-------- Data provided --------
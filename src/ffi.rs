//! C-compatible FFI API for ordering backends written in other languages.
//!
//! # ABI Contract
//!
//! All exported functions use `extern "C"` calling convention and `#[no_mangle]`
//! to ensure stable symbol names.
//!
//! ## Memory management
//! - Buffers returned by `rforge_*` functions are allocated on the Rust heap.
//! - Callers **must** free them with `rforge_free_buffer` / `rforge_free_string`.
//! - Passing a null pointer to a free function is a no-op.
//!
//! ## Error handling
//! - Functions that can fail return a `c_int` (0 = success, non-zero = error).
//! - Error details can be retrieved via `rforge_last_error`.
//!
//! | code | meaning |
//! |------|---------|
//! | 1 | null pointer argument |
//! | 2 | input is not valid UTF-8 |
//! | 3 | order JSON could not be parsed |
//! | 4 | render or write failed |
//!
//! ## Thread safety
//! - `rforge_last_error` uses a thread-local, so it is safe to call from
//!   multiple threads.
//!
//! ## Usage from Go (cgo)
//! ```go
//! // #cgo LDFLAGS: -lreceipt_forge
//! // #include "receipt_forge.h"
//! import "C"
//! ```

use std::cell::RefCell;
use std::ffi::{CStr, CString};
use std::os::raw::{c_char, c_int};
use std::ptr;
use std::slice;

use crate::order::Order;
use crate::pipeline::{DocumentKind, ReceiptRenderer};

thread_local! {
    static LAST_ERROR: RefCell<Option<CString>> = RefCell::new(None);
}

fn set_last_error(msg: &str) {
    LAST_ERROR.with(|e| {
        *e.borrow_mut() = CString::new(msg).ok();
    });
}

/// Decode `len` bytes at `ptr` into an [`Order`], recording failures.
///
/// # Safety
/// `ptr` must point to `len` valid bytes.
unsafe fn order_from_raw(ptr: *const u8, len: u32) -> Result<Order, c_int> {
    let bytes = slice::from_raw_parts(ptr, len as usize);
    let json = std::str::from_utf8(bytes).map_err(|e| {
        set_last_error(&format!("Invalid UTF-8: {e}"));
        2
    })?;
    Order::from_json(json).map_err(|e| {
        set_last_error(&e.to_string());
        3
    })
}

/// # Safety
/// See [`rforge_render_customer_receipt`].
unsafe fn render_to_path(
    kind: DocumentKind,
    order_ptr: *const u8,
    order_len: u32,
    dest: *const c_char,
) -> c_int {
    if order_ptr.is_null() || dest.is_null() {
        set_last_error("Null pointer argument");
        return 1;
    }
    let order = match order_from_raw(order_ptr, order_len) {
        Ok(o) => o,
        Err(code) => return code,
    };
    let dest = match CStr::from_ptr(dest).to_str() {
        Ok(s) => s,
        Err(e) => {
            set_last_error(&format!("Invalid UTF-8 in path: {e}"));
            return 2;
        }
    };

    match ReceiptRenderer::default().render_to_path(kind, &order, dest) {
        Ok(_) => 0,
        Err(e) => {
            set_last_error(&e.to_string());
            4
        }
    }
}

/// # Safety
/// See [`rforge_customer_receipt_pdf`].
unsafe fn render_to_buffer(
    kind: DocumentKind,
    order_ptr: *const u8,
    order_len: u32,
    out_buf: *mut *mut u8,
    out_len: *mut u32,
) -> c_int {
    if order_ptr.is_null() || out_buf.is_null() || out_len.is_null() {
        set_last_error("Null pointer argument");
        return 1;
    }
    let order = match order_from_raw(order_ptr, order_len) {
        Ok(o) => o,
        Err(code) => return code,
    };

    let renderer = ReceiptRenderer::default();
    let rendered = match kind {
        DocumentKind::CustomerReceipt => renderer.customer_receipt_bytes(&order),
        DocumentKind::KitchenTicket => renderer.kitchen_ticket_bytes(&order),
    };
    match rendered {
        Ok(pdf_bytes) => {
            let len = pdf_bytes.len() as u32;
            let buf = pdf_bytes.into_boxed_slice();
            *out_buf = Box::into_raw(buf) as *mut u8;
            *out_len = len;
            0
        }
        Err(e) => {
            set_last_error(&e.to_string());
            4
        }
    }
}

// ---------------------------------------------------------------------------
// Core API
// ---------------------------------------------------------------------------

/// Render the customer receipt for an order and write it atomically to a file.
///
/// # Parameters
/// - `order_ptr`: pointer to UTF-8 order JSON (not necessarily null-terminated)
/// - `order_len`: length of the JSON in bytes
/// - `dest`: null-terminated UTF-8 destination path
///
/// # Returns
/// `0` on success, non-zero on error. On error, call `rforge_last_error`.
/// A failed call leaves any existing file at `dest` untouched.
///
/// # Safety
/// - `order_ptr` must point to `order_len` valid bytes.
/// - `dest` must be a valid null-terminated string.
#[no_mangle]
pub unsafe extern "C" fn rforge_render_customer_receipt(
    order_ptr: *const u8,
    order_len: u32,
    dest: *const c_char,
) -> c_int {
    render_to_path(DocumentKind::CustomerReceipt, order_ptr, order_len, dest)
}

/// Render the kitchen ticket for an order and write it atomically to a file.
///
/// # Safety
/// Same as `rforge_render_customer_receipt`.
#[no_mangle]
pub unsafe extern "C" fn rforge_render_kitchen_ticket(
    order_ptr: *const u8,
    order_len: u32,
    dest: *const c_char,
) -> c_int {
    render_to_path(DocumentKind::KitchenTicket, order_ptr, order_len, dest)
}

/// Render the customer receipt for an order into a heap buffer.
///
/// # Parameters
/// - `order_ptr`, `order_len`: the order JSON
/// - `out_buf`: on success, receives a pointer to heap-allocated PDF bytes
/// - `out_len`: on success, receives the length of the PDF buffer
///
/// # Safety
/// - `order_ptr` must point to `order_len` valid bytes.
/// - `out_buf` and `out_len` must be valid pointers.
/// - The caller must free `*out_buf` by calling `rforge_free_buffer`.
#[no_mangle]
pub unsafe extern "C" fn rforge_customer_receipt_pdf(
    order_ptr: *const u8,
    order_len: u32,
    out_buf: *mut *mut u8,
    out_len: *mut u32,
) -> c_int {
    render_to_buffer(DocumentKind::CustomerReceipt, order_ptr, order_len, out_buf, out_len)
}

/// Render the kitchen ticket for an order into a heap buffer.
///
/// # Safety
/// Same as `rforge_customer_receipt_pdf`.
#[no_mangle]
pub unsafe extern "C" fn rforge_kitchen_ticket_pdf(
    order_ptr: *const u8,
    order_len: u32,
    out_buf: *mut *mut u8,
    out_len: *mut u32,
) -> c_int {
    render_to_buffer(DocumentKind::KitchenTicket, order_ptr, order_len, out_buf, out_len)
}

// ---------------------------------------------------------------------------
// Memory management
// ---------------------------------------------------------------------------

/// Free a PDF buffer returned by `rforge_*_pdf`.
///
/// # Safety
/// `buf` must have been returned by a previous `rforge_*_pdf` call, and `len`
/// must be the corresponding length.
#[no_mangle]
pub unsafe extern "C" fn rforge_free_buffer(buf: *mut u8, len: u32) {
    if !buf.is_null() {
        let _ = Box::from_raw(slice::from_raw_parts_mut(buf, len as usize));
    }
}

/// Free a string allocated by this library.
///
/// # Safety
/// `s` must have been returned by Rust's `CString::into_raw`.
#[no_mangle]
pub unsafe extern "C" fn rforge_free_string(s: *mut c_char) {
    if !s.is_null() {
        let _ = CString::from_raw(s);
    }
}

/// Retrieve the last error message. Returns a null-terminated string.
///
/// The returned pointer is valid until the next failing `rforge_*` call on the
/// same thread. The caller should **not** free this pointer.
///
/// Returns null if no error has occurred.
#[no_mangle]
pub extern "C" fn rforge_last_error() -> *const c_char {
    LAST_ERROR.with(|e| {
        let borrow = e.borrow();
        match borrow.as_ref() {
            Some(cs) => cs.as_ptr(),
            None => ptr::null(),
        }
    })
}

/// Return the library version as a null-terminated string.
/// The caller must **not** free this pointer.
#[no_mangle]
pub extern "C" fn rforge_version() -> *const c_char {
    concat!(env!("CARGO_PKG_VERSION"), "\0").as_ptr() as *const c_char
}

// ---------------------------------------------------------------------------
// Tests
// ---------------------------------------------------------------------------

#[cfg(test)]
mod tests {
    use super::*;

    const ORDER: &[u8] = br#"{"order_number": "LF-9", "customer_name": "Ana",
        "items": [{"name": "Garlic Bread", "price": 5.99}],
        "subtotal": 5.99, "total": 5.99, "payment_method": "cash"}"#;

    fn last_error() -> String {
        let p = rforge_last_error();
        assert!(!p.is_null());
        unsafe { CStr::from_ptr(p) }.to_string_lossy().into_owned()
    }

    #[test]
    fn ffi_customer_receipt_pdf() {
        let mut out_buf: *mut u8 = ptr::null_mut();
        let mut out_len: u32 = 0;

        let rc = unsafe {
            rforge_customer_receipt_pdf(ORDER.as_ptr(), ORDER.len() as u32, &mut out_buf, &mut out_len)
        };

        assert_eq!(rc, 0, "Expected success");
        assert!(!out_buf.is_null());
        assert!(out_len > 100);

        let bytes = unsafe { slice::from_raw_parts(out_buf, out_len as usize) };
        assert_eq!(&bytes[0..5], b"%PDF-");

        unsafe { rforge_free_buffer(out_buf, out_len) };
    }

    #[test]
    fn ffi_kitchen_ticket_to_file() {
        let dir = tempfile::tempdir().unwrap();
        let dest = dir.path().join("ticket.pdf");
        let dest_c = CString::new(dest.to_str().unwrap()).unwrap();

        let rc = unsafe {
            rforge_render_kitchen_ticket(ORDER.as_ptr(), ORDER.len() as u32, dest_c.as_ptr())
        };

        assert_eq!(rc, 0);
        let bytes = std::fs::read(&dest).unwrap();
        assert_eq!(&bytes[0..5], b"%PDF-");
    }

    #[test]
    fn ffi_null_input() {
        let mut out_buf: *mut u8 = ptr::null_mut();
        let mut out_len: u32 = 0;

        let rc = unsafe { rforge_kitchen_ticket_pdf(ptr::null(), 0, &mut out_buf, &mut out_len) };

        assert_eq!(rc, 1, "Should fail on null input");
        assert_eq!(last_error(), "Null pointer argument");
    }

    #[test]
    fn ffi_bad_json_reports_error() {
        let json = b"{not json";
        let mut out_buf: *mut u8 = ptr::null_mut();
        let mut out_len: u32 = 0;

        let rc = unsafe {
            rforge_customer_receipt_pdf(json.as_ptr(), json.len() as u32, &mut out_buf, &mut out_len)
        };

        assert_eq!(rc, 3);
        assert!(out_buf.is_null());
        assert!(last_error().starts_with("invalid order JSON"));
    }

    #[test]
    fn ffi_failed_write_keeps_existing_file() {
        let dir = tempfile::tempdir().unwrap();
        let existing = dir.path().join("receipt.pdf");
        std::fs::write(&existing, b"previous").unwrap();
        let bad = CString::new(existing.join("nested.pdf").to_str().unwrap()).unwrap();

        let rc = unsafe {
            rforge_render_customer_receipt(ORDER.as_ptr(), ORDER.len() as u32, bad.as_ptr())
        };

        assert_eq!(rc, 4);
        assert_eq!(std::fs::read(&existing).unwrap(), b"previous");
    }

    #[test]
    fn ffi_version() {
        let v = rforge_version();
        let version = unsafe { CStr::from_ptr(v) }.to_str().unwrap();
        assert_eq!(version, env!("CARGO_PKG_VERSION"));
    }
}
--------
§ **How to complete this task**: The lines to reproduce run from the line containing "rforge_kitchen_ticket_pdf(ptr::null(), 0, &mut" to the end of the listing; write them out exactly and add nothing.

§ **Task result**:
        let rc = unsafe { rforge_kitchen_ticket_pdf(ptr::null(), 0, &mut out_buf, &mut out_len) };

        assert_eq!(rc, 1, "Should fail on null input");
        assert_eq!(last_error(), "Null pointer argument");
    }

    #[test]
    fn ffi_bad_json_reports_error() {
        let json = b"{not json";
        let mut out_buf: *mut u8 = ptr::null_mut();
        let mut out_len: u32 = 0;

        let rc = unsafe {
            rforge_customer_receipt_pdf(json.as_ptr(), json.len() as u32, &mut out_buf, &mut out_len)
        };

        assert_eq!(rc, 3);
        assert!(out_buf.is_null());
        assert!(last_error().starts_with("invalid order JSON"));
    }

    #[test]
    fn ffi_failed_write_keeps_existing_file() {
        let dir = tempfile::tempdir().unwrap();
        let existing = dir.path().join("receipt.pdf");
        std::fs::write(&existing, b"previous").unwrap();
        let bad = CString::new(existing.join("nested.pdf").to_str().unwrap()).unwrap();

        let rc = unsafe {
            rforge_render_customer_receipt(ORDER.as_ptr(), ORDER.len() as u32, bad.as_ptr())
        };

        assert_eq!(rc, 4);
        assert_eq!(std::fs::read(&existing).unwrap(), b"previous");
    }

    #[test]
    fn ffi_version() {
        let v = rforge_version();
        let version = unsafe { CStr::from_ptr(v) }.to_str().unwrap();
        assert_eq!(version, env!("CARGO_PKG_VERSION"));
    }
}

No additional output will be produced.